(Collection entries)

################

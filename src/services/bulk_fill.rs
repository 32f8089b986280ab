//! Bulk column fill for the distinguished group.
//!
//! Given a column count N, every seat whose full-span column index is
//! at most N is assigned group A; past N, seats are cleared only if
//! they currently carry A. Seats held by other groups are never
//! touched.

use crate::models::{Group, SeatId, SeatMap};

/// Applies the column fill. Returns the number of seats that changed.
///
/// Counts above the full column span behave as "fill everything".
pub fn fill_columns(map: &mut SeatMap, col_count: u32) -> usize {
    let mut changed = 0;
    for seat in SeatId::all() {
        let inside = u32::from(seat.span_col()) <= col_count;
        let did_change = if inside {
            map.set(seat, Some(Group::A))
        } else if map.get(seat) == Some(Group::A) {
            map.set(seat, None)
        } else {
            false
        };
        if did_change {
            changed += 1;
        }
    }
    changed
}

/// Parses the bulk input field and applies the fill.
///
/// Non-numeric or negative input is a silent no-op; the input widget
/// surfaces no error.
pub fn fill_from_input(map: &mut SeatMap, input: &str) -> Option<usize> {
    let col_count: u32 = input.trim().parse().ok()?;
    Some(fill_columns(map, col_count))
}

################

**BRIEF**
Set down exactly, and only, the lines from the one containing "applies the fill." through the final line of the entries above.

**WRITTEN SOLUTION**
/// Parses the bulk input field and applies the fill.
///
/// Non-numeric or negative input is a silent no-op; the input widget
/// surfaces no error.
pub fn fill_from_input(map: &mut SeatMap, input: &str) -> Option<usize> {
    let col_count: u32 = input.trim().parse().ok()?;
    Some(fill_columns(map, col_count))
}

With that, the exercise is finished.